Only the lines holding "Duration" are wanted. Copy every one from the records below.

*** Opening of Exercise materials ***

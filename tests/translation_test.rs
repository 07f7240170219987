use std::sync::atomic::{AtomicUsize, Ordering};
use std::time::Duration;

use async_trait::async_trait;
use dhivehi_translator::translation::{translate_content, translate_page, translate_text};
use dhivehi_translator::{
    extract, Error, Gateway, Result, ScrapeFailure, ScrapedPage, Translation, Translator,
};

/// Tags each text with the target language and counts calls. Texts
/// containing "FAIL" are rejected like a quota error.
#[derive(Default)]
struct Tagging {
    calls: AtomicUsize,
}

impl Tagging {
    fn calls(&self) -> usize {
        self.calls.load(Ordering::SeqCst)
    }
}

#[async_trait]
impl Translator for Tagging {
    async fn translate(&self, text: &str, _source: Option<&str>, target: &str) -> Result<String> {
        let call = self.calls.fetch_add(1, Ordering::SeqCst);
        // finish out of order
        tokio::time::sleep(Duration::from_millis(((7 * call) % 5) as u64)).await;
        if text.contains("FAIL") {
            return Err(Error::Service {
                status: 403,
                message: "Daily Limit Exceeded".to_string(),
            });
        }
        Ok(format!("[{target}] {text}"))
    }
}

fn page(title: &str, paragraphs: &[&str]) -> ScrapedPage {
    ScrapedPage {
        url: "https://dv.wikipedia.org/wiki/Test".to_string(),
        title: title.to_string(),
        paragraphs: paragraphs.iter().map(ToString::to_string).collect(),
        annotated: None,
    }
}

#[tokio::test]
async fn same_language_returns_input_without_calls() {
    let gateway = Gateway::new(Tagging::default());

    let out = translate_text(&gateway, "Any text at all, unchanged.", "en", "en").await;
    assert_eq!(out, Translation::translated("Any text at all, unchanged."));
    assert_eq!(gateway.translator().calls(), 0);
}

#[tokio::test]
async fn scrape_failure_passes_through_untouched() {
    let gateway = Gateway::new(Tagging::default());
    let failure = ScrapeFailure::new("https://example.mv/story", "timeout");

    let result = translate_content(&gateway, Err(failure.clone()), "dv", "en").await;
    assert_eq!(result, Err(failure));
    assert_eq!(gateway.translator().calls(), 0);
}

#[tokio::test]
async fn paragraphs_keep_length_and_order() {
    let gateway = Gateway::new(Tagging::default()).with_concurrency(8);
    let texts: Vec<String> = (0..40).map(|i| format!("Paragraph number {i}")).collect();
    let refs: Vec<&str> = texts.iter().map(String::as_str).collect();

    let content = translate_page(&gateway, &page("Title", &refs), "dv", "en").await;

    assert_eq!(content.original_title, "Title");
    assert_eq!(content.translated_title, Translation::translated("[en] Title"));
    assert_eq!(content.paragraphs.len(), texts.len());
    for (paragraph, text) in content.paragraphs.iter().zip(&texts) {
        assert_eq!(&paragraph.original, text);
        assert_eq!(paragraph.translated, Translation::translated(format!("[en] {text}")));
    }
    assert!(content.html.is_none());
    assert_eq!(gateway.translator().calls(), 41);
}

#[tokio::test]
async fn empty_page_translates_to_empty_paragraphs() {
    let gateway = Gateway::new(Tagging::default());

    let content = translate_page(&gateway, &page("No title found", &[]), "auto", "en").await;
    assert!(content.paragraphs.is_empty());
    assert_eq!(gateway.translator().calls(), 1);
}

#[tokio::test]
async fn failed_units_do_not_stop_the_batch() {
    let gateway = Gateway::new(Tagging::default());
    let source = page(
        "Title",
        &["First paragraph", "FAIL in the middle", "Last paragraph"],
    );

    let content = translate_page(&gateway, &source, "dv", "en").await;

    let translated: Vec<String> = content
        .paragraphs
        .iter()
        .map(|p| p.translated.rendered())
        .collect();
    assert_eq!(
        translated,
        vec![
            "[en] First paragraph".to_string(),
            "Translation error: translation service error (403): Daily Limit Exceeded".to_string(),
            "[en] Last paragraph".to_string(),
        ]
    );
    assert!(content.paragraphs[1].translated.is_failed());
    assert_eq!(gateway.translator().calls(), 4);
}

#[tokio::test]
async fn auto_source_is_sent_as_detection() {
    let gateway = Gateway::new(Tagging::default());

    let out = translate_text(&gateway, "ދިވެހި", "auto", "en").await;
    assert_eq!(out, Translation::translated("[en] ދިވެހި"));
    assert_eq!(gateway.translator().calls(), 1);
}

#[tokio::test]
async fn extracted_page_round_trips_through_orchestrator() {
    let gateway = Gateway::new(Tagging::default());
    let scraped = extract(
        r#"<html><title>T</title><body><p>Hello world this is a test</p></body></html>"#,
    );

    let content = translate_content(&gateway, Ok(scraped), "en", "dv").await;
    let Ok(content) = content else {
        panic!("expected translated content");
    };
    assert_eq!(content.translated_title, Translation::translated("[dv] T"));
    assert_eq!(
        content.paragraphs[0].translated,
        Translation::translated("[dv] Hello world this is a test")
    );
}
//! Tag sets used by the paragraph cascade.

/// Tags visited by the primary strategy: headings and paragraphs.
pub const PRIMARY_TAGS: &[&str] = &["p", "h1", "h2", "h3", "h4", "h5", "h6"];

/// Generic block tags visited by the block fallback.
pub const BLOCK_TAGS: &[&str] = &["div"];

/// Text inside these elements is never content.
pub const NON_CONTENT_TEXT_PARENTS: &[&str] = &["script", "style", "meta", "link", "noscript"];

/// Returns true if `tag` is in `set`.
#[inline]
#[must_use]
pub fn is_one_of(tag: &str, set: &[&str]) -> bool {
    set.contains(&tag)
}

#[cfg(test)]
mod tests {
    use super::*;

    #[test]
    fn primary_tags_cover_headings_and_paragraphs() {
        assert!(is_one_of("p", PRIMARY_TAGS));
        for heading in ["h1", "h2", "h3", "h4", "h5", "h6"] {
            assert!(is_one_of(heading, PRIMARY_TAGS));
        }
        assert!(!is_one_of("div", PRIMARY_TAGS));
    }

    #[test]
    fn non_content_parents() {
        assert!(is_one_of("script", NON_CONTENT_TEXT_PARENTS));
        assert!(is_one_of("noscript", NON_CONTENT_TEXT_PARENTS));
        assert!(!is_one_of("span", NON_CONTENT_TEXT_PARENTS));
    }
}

*** Close of Exercise materials ***

■ **The answer**:
use std::time::Duration;
        tokio::time::sleep(Duration::from_millis(((7 * call) % 5) as u64)).await;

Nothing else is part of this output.